Oggi che la pandemia è ridotta dai massmedia a una banale elencazione di numeri statistici e che le difficoltà economiche dilagano insieme alle disuguaglianze sociali, le persone che si ammalano e muoiono non contano più nulla perché le abbiamo ridotte allo stato di Auschwitz: dei gelidi e anonimi numeri, per l’appunto (che, peraltro, in sé sarebbero pure terribili, ma ormai non ci rendiamo conto neppure di questo!). Finché, naturalmente, la pandemia non ci tocchi di persona (e così abbiamo ripreso a relegare nel privato un dramma collettivo).
Proprio mentre il virus mutato sta contagiando sempre più persone in giovane età costringendone una parte alle cure ospedaliere ma consegnandone pure un’altra direttamente alla morte, si sono aperte le fogne pubbliche a dar libero sfogo ai peggiori (ri)sentimenti collettivi: è toccato prima agli immancabili migranti (peccato che, data la loro provenienza geografica, siano tra coloro che meno diffondono la malattia, ma tant’è…), poi ai vecchi (Toti -eletto in una delle regioni più longeve d’Italia- docet) e ora a tutti gli ammalati di Covid in genere. In pratica siamo riusciti a diventare peggio del Johnson di qualche mese fa, il quale, però, nel frattempo ha imparato la lezione sulla sua pelle e sta applicando nel suo Paese misure ben più draconiane rispetto alle nostre a volte fin troppo “sgangherate”.
E allora, per essere politically uncorrect come il mio conterraneo Guzzini, potrei risponderle che, dato che “la gente è stanca”, può anche morire lei di Covid pur di far andare avanti la vita e l’economia; ma siccome sono un inguaribile buonista non lo faccio e la invito invece a riflettere sull’imbecillità di quanto è stato dichiarato dall’ex Presidente di Confindustria Macerata.
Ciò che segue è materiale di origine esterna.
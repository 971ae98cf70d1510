//! Databricks client tests against a mocked Statement Execution API.

use super::common::{get_json, state_with};
use asset_inventory::config::{Config, WarehouseConfig};
use asset_inventory::db::{
    DatabaseBackend, DatabaseClient, DatabricksClient, Statement, Value, WarehouseConnector,
};
use axum::http::StatusCode;
use pretty_assertions::assert_eq;
use serde_json::json;
use std::time::Duration;
use wiremock::matchers::{body_partial_json, header, method, path};
use wiremock::{Mock, MockServer, ResponseTemplate};

const STATEMENTS: &str = "/api/2.0/sql/statements/";

fn warehouse_config(server: &MockServer) -> WarehouseConfig {
    WarehouseConfig {
        backend: DatabaseBackend::Databricks,
        hostname: Some(server.uri()),
        http_path: Some("/sql/1.0/warehouses/wh-42".to_string()),
        access_token: Some("dapi-test".to_string()),
        ..Default::default()
    }
}

async fn client_for(server: &MockServer) -> DatabricksClient {
    DatabricksClient::connect(&warehouse_config(server))
        .await
        .unwrap()
        .with_poll_interval(Duration::from_millis(10))
}

fn manifest(columns: &[(&str, &str)]) -> serde_json::Value {
    let columns: Vec<_> = columns
        .iter()
        .enumerate()
        .map(|(i, (name, type_name))| json!({"name": name, "type_name": type_name, "position": i}))
        .collect();
    json!({"format": "JSON_ARRAY", "schema": {"column_count": columns.len(), "columns": columns}})
}

#[tokio::test]
async fn test_inline_result_is_typed_from_manifest() {
    let server = MockServer::start().await;
    Mock::given(method("POST"))
        .and(path(STATEMENTS))
        .and(header("authorization", "Bearer dapi-test"))
        .and(body_partial_json(json!({
            "warehouse_id": "wh-42",
            "statement": "SELECT * FROM assets WHERE `provider` = :p0",
            "parameters": [{"name": "p0", "value": "aws", "type": "STRING"}],
            "disposition": "INLINE",
            "format": "JSON_ARRAY"
        })))
        .respond_with(ResponseTemplate::new(200).set_body_json(json!({
            "statement_id": "st-1",
            "status": {"state": "SUCCEEDED"},
            "manifest": manifest(&[("id", "LONG"), ("name", "STRING"), ("cost", "DECIMAL"), ("public", "BOOLEAN")]),
            "result": {"data_array": [["1", "web-1", "12.50", "true"], ["2", null, "0.00", "false"]]}
        })))
        .expect(1)
        .mount(&server)
        .await;

    let mut client = client_for(&server).await;
    let statement = Statement::new("SELECT * FROM assets WHERE `provider` = :p0")
        .with_params(vec!["aws".to_string()]);
    let result = client.execute_query(&statement).await.unwrap();

    assert_eq!(result.columns.len(), 4);
    assert_eq!(result.columns[2].data_type, "DECIMAL");
    assert_eq!(
        result.rows,
        vec![
            vec![
                Value::Int(1),
                Value::from("web-1"),
                Value::Opaque("12.50".to_string()),
                Value::Bool(true),
            ],
            vec![
                Value::Int(2),
                Value::Null,
                Value::Opaque("0.00".to_string()),
                Value::Bool(false),
            ],
        ]
    );
    client.close().await.unwrap();
}

#[tokio::test]
async fn test_pending_statement_is_polled_and_chunks_followed() {
    let server = MockServer::start().await;
    Mock::given(method("POST"))
        .and(path(STATEMENTS))
        .respond_with(ResponseTemplate::new(200).set_body_json(json!({
            "statement_id": "st-2",
            "status": {"state": "PENDING"}
        })))
        .mount(&server)
        .await;
    Mock::given(method("GET"))
        .and(path("/api/2.0/sql/statements/st-2"))
        .respond_with(ResponseTemplate::new(200).set_body_json(json!({
            "statement_id": "st-2",
            "status": {"state": "SUCCEEDED"},
            "manifest": manifest(&[("total", "LONG")]),
            "result": {
                "chunk_index": 0,
                "data_array": [["10"]],
                "next_chunk_internal_link": "/api/2.0/sql/statements/st-2/result/chunks/1"
            }
        })))
        .expect(1)
        .mount(&server)
        .await;
    Mock::given(method("GET"))
        .and(path("/api/2.0/sql/statements/st-2/result/chunks/1"))
        .respond_with(ResponseTemplate::new(200).set_body_json(json!({
            "chunk_index": 1,
            "data_array": [["11"], ["12"]]
        })))
        .expect(1)
        .mount(&server)
        .await;

    let mut client = client_for(&server).await;
    let result = client
        .execute_query(&Statement::new("SELECT total FROM t"))
        .await
        .unwrap();

    assert_eq!(
        result.rows,
        vec![vec![Value::Int(10)], vec![Value::Int(11)], vec![Value::Int(12)]]
    );
    assert_eq!(result.row_count, 3);
}

#[tokio::test]
async fn test_failed_statement_is_query_error() {
    let server = MockServer::start().await;
    Mock::given(method("POST"))
        .and(path(STATEMENTS))
        .respond_with(ResponseTemplate::new(200).set_body_json(json!({
            "statement_id": "st-3",
            "status": {
                "state": "FAILED",
                "error": {
                    "error_code": "BAD_REQUEST",
                    "message": "[TABLE_OR_VIEW_NOT_FOUND] The table cannot be found."
                }
            }
        })))
        .mount(&server)
        .await;

    let mut client = client_for(&server).await;
    let err = client
        .execute_query(&Statement::new("SELECT * FROM missing"))
        .await
        .unwrap_err();

    assert_eq!(err.category(), "Query Error");
    assert!(err.to_string().contains("TABLE_OR_VIEW_NOT_FOUND"));
}

#[tokio::test]
async fn test_rejected_token_is_connection_error() {
    let server = MockServer::start().await;
    Mock::given(method("POST"))
        .and(path(STATEMENTS))
        .respond_with(ResponseTemplate::new(403).set_body_json(json!({
            "error_code": "PERMISSION_DENIED",
            "message": "Invalid access token."
        })))
        .mount(&server)
        .await;

    let mut client = client_for(&server).await;
    let err = client
        .execute_query(&Statement::new("SELECT 1"))
        .await
        .unwrap_err();

    assert_eq!(err.category(), "Connection Error");
    assert!(err.to_string().contains("Invalid access token."));
}

#[tokio::test]
async fn test_classification_endpoint_over_databricks() {
    let server = MockServer::start().await;
    Mock::given(method("POST"))
        .and(path(STATEMENTS))
        .and(body_partial_json(json!({
            "statement": "SELECT resource_category, resource_type, total_count FROM cq_catalog.cloudquery.cloud_assets_counts"
        })))
        .respond_with(ResponseTemplate::new(200).set_body_json(json!({
            "statement_id": "st-4",
            "status": {"state": "SUCCEEDED"},
            "manifest": manifest(&[
                ("resource_category", "STRING"),
                ("resource_type", "STRING"),
                ("total_count", "LONG")
            ]),
            "result": {"data_array": [
                ["Compute", "aws_ec2_instances", "3"],
                ["Network", "aws_vpcs", "1"]
            ]}
        })))
        .expect(1)
        .mount(&server)
        .await;

    let mut config = Config::default();
    config.warehouse = warehouse_config(&server);
    let connector = WarehouseConnector::new(config.warehouse.clone());

    let (status, body) = get_json(state_with(config, connector), "/api/classification").await;

    assert_eq!(status, StatusCode::OK);
    assert_eq!(
        body,
        json!({
            "data": [
                {
                    "resource_category": "Compute",
                    "total_count": 3,
                    "types": [{"resource_type": "aws_ec2_instances", "total_count": 3}]
                },
                {
                    "resource_category": "Network",
                    "total_count": 1,
                    "types": [{"resource_type": "aws_vpcs", "total_count": 1}]
                }
            ],
            "title": "Resource Classification in Databricks"
        })
    );
}
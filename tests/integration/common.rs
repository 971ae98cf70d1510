//! Shared helpers for driving the router in tests.

use asset_inventory::config::Config;
use asset_inventory::db::Connector;
use asset_inventory::http::{router, AppState};
use axum::body::{to_bytes, Body};
use axum::http::{Request, StatusCode};
use std::sync::Arc;
use tower::ServiceExt;

/// Builds application state around an arbitrary connector.
pub fn state_with<C: Connector + 'static>(config: Config, connector: C) -> AppState {
    AppState::new(config, Arc::new(connector))
}

/// Sends a GET request and returns the status and raw body.
pub async fn get_raw(state: AppState, uri: &str) -> (StatusCode, Vec<u8>) {
    let request = Request::builder().uri(uri).body(Body::empty()).unwrap();
    let response = router(state).oneshot(request).await.unwrap();
    let status = response.status();
    let bytes = to_bytes(response.into_body(), usize::MAX).await.unwrap();
    (status, bytes.to_vec())
}

/// Sends a GET request and parses the body as JSON.
pub async fn get_json(state: AppState, uri: &str) -> (StatusCode, serde_json::Value) {
    let (status, body) = get_raw(state, uri).await;
    let json = serde_json::from_slice(&body)
        .unwrap_or_else(|e| panic!("body of {uri} is not JSON ({e}): {}", String::from_utf8_lossy(&body)));
    (status, json)
}

/// Builds `/api/data` with properly encoded query parameters.
pub fn data_uri(params: &[(&str, &str)]) -> String {
    let mut query = url::form_urlencoded::Serializer::new(String::new());
    for (key, value) in params {
        query.append_pair(key, value);
    }
    format!("/api/data?{}", query.finish())
}
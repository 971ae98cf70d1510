//! HTTP surface of the inventory server.
//!
//! Builds the axum router for the JSON API and the frontend fallback, and runs
//! it with graceful shutdown on SIGINT/SIGTERM.

mod error;
mod frontend;
mod handlers;

pub use error::ErrorBody;
pub use handlers::{ClassificationResponse, DataParams, DataResponse, HealthResponse};

use std::sync::Arc;

use axum::routing::get;
use axum::Router;
use tokio::net::TcpListener;
use tower_http::trace::TraceLayer;
use tracing::{error, info};

use crate::config::Config;
use crate::db::Connector;
use crate::error::{InventoryError, Result};

/// Shared, read-only state handed to every request.
#[derive(Clone)]
pub struct AppState {
    pub config: Arc<Config>,
    pub connector: Arc<dyn Connector>,
}

impl AppState {
    pub fn new(config: Config, connector: Arc<dyn Connector>) -> Self {
        Self {
            config: Arc::new(config),
            connector,
        }
    }
}

/// Creates the application router.
pub fn router(state: AppState) -> Router {
    Router::new()
        .route("/api/health", get(handlers::health))
        .route("/api/classification", get(handlers::classification))
        .route("/api/data", get(handlers::data))
        .fallback(frontend::spa_fallback)
        .layer(TraceLayer::new_for_http())
        .with_state(state)
}

/// Binds `bind` and serves until a shutdown signal arrives.
pub async fn serve(state: AppState, bind: &str) -> Result<()> {
    let listener = TcpListener::bind(bind)
        .await
        .map_err(|e| InventoryError::config(format!("Cannot bind {bind}: {e}")))?;

    let local = listener
        .local_addr()
        .map(|addr| addr.to_string())
        .unwrap_or_else(|_| bind.to_string());
    info!("Listening on http://{}", local);
    info!("Warehouse: {}", state.config.warehouse.display_string());
    info!("Frontend bundle: {}", state.config.server.static_dir.display());

    axum::serve(listener, router(state))
        .with_graceful_shutdown(shutdown_signal())
        .await
        .map_err(|e| InventoryError::internal(format!("Server error: {e}")))?;

    info!("Server shut down gracefully");
    Ok(())
}

/// Resolves on SIGINT (Ctrl+C) or, on Unix, SIGTERM.
async fn shutdown_signal() {
    let ctrl_c = async {
        if let Err(e) = tokio::signal::ctrl_c().await {
            error!("Cannot listen for Ctrl+C: {}", e);
            std::future::pending::<()>().await;
        }
    };

    #[cfg(unix)]
    let terminate = async {
        use tokio::signal::unix::{signal, SignalKind};
        match signal(SignalKind::terminate()) {
            Ok(mut sigterm) => {
                sigterm.recv().await;
            }
            Err(e) => {
                error!("Cannot listen for SIGTERM: {}", e);
                std::future::pending::<()>().await;
            }
        }
    };

    #[cfg(not(unix))]
    let terminate = std::future::pending::<()>();

    tokio::select! {
        _ = ctrl_c => info!("Received SIGINT, shutting down"),
        _ = terminate => info!("Received SIGTERM, shutting down"),
    }
}
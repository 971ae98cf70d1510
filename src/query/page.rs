//! Pagination parameters.

use crate::error::{InventoryError, Result};

const DEFAULT_PAGE: u64 = 0;
const DEFAULT_PAGE_SIZE: u64 = 25;

/// A zero-based page of a result set.
#[derive(Debug, Clone, Copy, PartialEq, Eq)]
pub struct PageRequest {
    pub page: u64,
    pub page_size: u64,
}

impl Default for PageRequest {
    fn default() -> Self {
        Self {
            page: DEFAULT_PAGE,
            page_size: DEFAULT_PAGE_SIZE,
        }
    }
}

impl PageRequest {
    pub fn new(page: u64, page_size: u64) -> Self {
        Self { page, page_size }
    }

    /// Parses the `page` and `pageSize` query parameters.
    ///
    /// Absent or blank values fall back to the defaults. Anything that is not a
    /// non-negative integer, a page size of zero, or a page size above
    /// `max_page_size` is an invalid request.
    pub fn from_params(page: Option<&str>, page_size: Option<&str>, max_page_size: u64) -> Result<Self> {
        let page = parse_param("page", page, DEFAULT_PAGE)?;
        let page_size = parse_param("pageSize", page_size, DEFAULT_PAGE_SIZE)?;

        if page_size == 0 {
            return Err(InventoryError::invalid_request("pageSize must be at least 1"));
        }
        if page_size > max_page_size {
            return Err(InventoryError::invalid_request(format!(
                "pageSize must not exceed {max_page_size}"
            )));
        }

        let request = Self { page, page_size };
        request.checked_offset()?;
        Ok(request)
    }

    /// Number of rows to skip: `page * page_size`.
    pub fn offset(&self) -> u64 {
        self.page.saturating_mul(self.page_size)
    }

    fn checked_offset(&self) -> Result<u64> {
        self.page
            .checked_mul(self.page_size)
            .filter(|offset| i64::try_from(*offset).is_ok())
            .ok_or_else(|| InventoryError::invalid_request("page is out of range"))
    }
}

fn parse_param(name: &str, raw: Option<&str>, default: u64) -> Result<u64> {
    match raw.map(str::trim) {
        None | Some("") => Ok(default),
        Some(value) => value.parse::<u64>().map_err(|_| {
            InventoryError::invalid_request(format!(
                "{name} must be a non-negative integer, got '{value}'"
            ))
        }),
    }
}
//! PostgreSQL warehouse client.
//!
//! Provides the `PostgresClient` struct that implements the `DatabaseClient`
//! trait over a single sqlx connection. Useful for running the server against
//! a local copy of the inventory tables.

use crate::config::WarehouseConfig;
use crate::db::{ColumnInfo, DatabaseClient, Dialect, QueryResult, Row, Statement, Value};
use crate::error::{InventoryError, Result};
use async_trait::async_trait;
use chrono::{DateTime, NaiveDate, NaiveDateTime, NaiveTime, Utc};
use rust_decimal::Decimal;
use sqlx::postgres::{PgConnection, PgRow, Postgres};
use sqlx::{Column as SqlxColumn, Connection, Decode, Row as SqlxRow, Type, TypeInfo};
use uuid::Uuid;
use std::time::Instant;
use tracing::debug;
use url::Url;

/// PostgreSQL client holding one connection.
#[derive(Debug)]
pub struct PostgresClient {
    conn: Option<PgConnection>,
}

impl PostgresClient {
    /// Opens a connection to the database named by `warehouse.url`.
    pub async fn connect(config: &WarehouseConfig) -> Result<Self> {
        let url = config
            .url
            .as_deref()
            .ok_or_else(|| InventoryError::config("DATABASE_URL is not set"))?;

        let conn = PgConnection::connect(url)
            .await
            .map_err(|e| map_connection_error(e, url))?;

        debug!("Opened PostgreSQL connection");
        Ok(Self { conn: Some(conn) })
    }
}

#[async_trait]
impl DatabaseClient for PostgresClient {
    fn dialect(&self) -> Dialect {
        Dialect::Postgres
    }

    async fn execute_query(&mut self, statement: &Statement) -> Result<QueryResult> {
        let conn = self
            .conn
            .as_mut()
            .ok_or_else(|| InventoryError::connection("Connection is closed"))?;

        let start = Instant::now();

        let mut query = sqlx::query(&statement.sql);
        for param in &statement.params {
            query = query.bind(param.as_str());
        }

        let result = query
            .fetch_all(&mut *conn)
            .await
            .map_err(|e| InventoryError::query(format_query_error(e)))?;

        let columns: Vec<ColumnInfo> = result
            .first()
            .map(|row| {
                row.columns()
                    .iter()
                    .map(|col| ColumnInfo::new(col.name(), col.type_info().name()))
                    .collect()
            })
            .unwrap_or_default();

        let rows: Vec<Row> = result.iter().map(convert_row).collect();

        Ok(QueryResult::with_data(columns, rows).with_execution_time(start.elapsed()))
    }

    async fn close(&mut self) -> Result<()> {
        if let Some(conn) = self.conn.take() {
            conn.close()
                .await
                .map_err(|e| InventoryError::connection(format!("Failed to close connection: {e}")))?;
            debug!("Closed PostgreSQL connection");
        }
        Ok(())
    }
}

/// Converts a sqlx PgRow to our Row type.
fn convert_row(row: &PgRow) -> Row {
    row.columns()
        .iter()
        .enumerate()
        .map(|(i, col)| convert_value(row, i, col.type_info().name()))
        .collect()
}

/// Converts a single column value from a PgRow to our Value type.
fn convert_value(row: &PgRow, index: usize, type_name: &str) -> Value {
    match type_name.to_uppercase().as_str() {
        "BOOL" | "BOOLEAN" => row
            .try_get::<Option<bool>, _>(index)
            .ok()
            .flatten()
            .map(Value::Bool)
            .unwrap_or(Value::Null),

        "INT2" | "SMALLINT" => row
            .try_get::<Option<i16>, _>(index)
            .ok()
            .flatten()
            .map(|v| Value::Int(v as i64))
            .unwrap_or(Value::Null),

        "INT4" | "INT" | "INTEGER" => row
            .try_get::<Option<i32>, _>(index)
            .ok()
            .flatten()
            .map(|v| Value::Int(v as i64))
            .unwrap_or(Value::Null),

        "INT8" | "BIGINT" => row
            .try_get::<Option<i64>, _>(index)
            .ok()
            .flatten()
            .map(Value::Int)
            .unwrap_or(Value::Null),

        "FLOAT4" | "REAL" => row
            .try_get::<Option<f32>, _>(index)
            .ok()
            .flatten()
            .map(|v| Value::Float(v as f64))
            .unwrap_or(Value::Null),

        "FLOAT8" | "DOUBLE PRECISION" => row
            .try_get::<Option<f64>, _>(index)
            .ok()
            .flatten()
            .map(Value::Float)
            .unwrap_or(Value::Null),

        "BYTEA" => row
            .try_get::<Option<Vec<u8>>, _>(index)
            .ok()
            .flatten()
            .map(Value::Bytes)
            .unwrap_or(Value::Null),

        "TEXT" | "VARCHAR" | "BPCHAR" | "NAME" | "CHAR" => row
            .try_get::<Option<String>, _>(index)
            .ok()
            .flatten()
            .map(Value::String)
            .unwrap_or(Value::Null),

        "JSON" | "JSONB" => row
            .try_get::<Option<serde_json::Value>, _>(index)
            .ok()
            .flatten()
            .map(|v| Value::Opaque(v.to_string()))
            .unwrap_or(Value::Null),

        "NUMERIC" => decode_opaque(row, index, type_name, |v: Decimal| v.to_string()),
        "TIMESTAMPTZ" => decode_opaque(row, index, type_name, |v: DateTime<Utc>| v.to_rfc3339()),
        "TIMESTAMP" => decode_opaque(row, index, type_name, |v: NaiveDateTime| v.to_string()),
        "DATE" => decode_opaque(row, index, type_name, |v: NaiveDate| v.to_string()),
        "TIME" => decode_opaque(row, index, type_name, |v: NaiveTime| v.to_string()),
        "UUID" => decode_opaque(row, index, type_name, |v: Uuid| v.to_string()),

        "TEXT[]" | "VARCHAR[]" | "NAME[]" => {
            decode_opaque(row, index, type_name, |v: Vec<String>| json_array(&v))
        }
        "INT4[]" => decode_opaque(row, index, type_name, |v: Vec<i32>| json_array(&v)),
        "INT8[]" => decode_opaque(row, index, type_name, |v: Vec<i64>| json_array(&v)),

        // Remaining types keep whatever textual form sqlx can decode
        _ => match row.try_get::<Option<String>, _>(index) {
            Ok(v) => v.map(Value::Opaque).unwrap_or(Value::Null),
            Err(e) => {
                debug!("Cannot decode {} column {}: {}", type_name, index, e);
                Value::Null
            }
        },
    }
}

/// Decodes a non-primitive column and keeps its textual form.
///
/// Only a SQL NULL becomes `Value::Null`; decode failures are logged.
fn decode_opaque<'r, T>(
    row: &'r PgRow,
    index: usize,
    type_name: &str,
    render: impl FnOnce(T) -> String,
) -> Value
where
    T: Decode<'r, Postgres> + Type<Postgres>,
{
    match row.try_get::<Option<T>, _>(index) {
        Ok(v) => v.map(|v| Value::Opaque(render(v))).unwrap_or(Value::Null),
        Err(e) => {
            debug!("Cannot decode {} column {}: {}", type_name, index, e);
            Value::Null
        }
    }
}

fn json_array<T: serde::Serialize>(items: &[T]) -> String {
    serde_json::to_string(items).unwrap_or_default()
}

/// Maps sqlx connection errors to user-friendly messages.
fn map_connection_error(error: sqlx::Error, url: &str) -> InventoryError {
    let (host, port, user, database) = match Url::parse(url) {
        Ok(parsed) => (
            parsed.host_str().unwrap_or("localhost").to_string(),
            parsed.port().unwrap_or(5432),
            parsed.username().to_string(),
            parsed.path().trim_start_matches('/').to_string(),
        ),
        Err(_) => ("localhost".to_string(), 5432, String::new(), String::new()),
    };

    let error_str = error.to_string().to_lowercase();

    if error_str.contains("connection refused") || error_str.contains("could not connect") {
        InventoryError::connection(format!(
            "Cannot connect to {host}:{port}. Check that the server is running."
        ))
    } else if error_str.contains("password authentication failed")
        || error_str.contains("authentication failed")
    {
        InventoryError::connection(format!(
            "Authentication failed for user '{user}'. Check your credentials."
        ))
    } else if error_str.contains("does not exist") && error_str.contains("database") {
        InventoryError::connection(format!("Database '{database}' does not exist."))
    } else if error_str.contains("timed out") || error_str.contains("timeout") {
        InventoryError::connection(format!("Connection to {host}:{port} timed out."))
    } else {
        InventoryError::connection(error.to_string())
    }
}

/// Formats a query error with detail and hint if available.
fn format_query_error(error: sqlx::Error) -> String {
    let Some(db_error) = error.as_database_error() else {
        return error.to_string();
    };

    let mut result = String::from("ERROR: ");
    result.push_str(db_error.message());

    if let Some(pg_error) = db_error.try_downcast_ref::<sqlx::postgres::PgDatabaseError>() {
        if let Some(detail) = pg_error.detail() {
            result.push_str("\n  DETAIL: ");
            result.push_str(detail);
        }
        if let Some(hint) = pg_error.hint() {
            result.push_str("\n  HINT: ");
            result.push_str(hint);
        }
    }

    result
}
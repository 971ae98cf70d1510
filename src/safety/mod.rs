//! Read-only statement guard.
//!
//! Every statement is parsed before it reaches the warehouse. Anything other
//! than a single read-only query is refused.

mod parser;

pub use parser::{inspect_sql, StatementGuard};

use crate::error::{InventoryError, Result};
use std::fmt;

/// How much a statement can change the warehouse.
#[derive(Debug, Clone, Copy, PartialEq, Eq, PartialOrd, Ord, Hash)]
pub enum SafetyLevel {
    /// Reads only (SELECT, plain EXPLAIN, SHOW).
    ReadOnly,
    /// Modifies rows (INSERT, UPDATE, MERGE).
    Mutating,
    /// Loses data or changes schema or grants (DELETE, DROP, ALTER, ...).
    Destructive,
}

impl fmt::Display for SafetyLevel {
    fn fmt(&self, f: &mut fmt::Formatter<'_>) -> fmt::Result {
        match self {
            Self::ReadOnly => write!(f, "read-only"),
            Self::Mutating => write!(f, "mutating"),
            Self::Destructive => write!(f, "destructive"),
        }
    }
}

/// The kind of statement detected.
#[derive(Debug, Clone, Copy, PartialEq, Eq)]
pub enum StatementKind {
    Select,
    Explain,
    Show,
    Insert,
    Update,
    Merge,
    Delete,
    Drop,
    Truncate,
    Alter,
    Create,
    Grant,
    Revoke,
    /// More than one statement in the text.
    Multiple,
    /// Unparseable or unrecognised.
    Unknown,
}

impl fmt::Display for StatementKind {
    fn fmt(&self, f: &mut fmt::Formatter<'_>) -> fmt::Result {
        let name = match self {
            Self::Select => "SELECT",
            Self::Explain => "EXPLAIN",
            Self::Show => "SHOW",
            Self::Insert => "INSERT",
            Self::Update => "UPDATE",
            Self::Merge => "MERGE",
            Self::Delete => "DELETE",
            Self::Drop => "DROP",
            Self::Truncate => "TRUNCATE",
            Self::Alter => "ALTER",
            Self::Create => "CREATE",
            Self::Grant => "GRANT",
            Self::Revoke => "REVOKE",
            Self::Multiple => "multi-statement",
            Self::Unknown => "unrecognised",
        };
        f.write_str(name)
    }
}

/// Outcome of inspecting a SQL string.
#[derive(Debug, Clone, Copy, PartialEq, Eq)]
pub struct Verdict {
    pub level: SafetyLevel,
    pub kind: StatementKind,
}

impl Verdict {
    pub fn new(level: SafetyLevel, kind: StatementKind) -> Self {
        Self { level, kind }
    }

    pub fn is_read_only(&self) -> bool {
        self.level == SafetyLevel::ReadOnly
    }
}

/// Fails with [`InventoryError::Rejected`] unless `sql` is a single read-only
/// statement.
pub fn ensure_read_only(sql: &str) -> Result<()> {
    let verdict = inspect_sql(sql);
    if verdict.is_read_only() {
        Ok(())
    } else {
        Err(InventoryError::rejected(format!(
            "{} statement is {}",
            verdict.kind, verdict.level
        )))
    }
}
P.S.: In Italia non c’è MAI stato un problema di eccesso di linguaggio pubblico corretto, la perenne (ormai stantìa) accusa di “buonismo” è sempre servita solo a mascherare l’eccesso di “cattivismo” e di intolleranza che dilaga da anni nel nostro Paese e che è stata ampiamente adottata nel discorso pubblico fungendo da pessimo esempio e da volano per note carriere politiche. Non confondiamoci con gli Stati Uniti e con altre Nazioni dove questo problema esiste davvero portando a interessanti quanto imbarazzanti paradossi, per favore.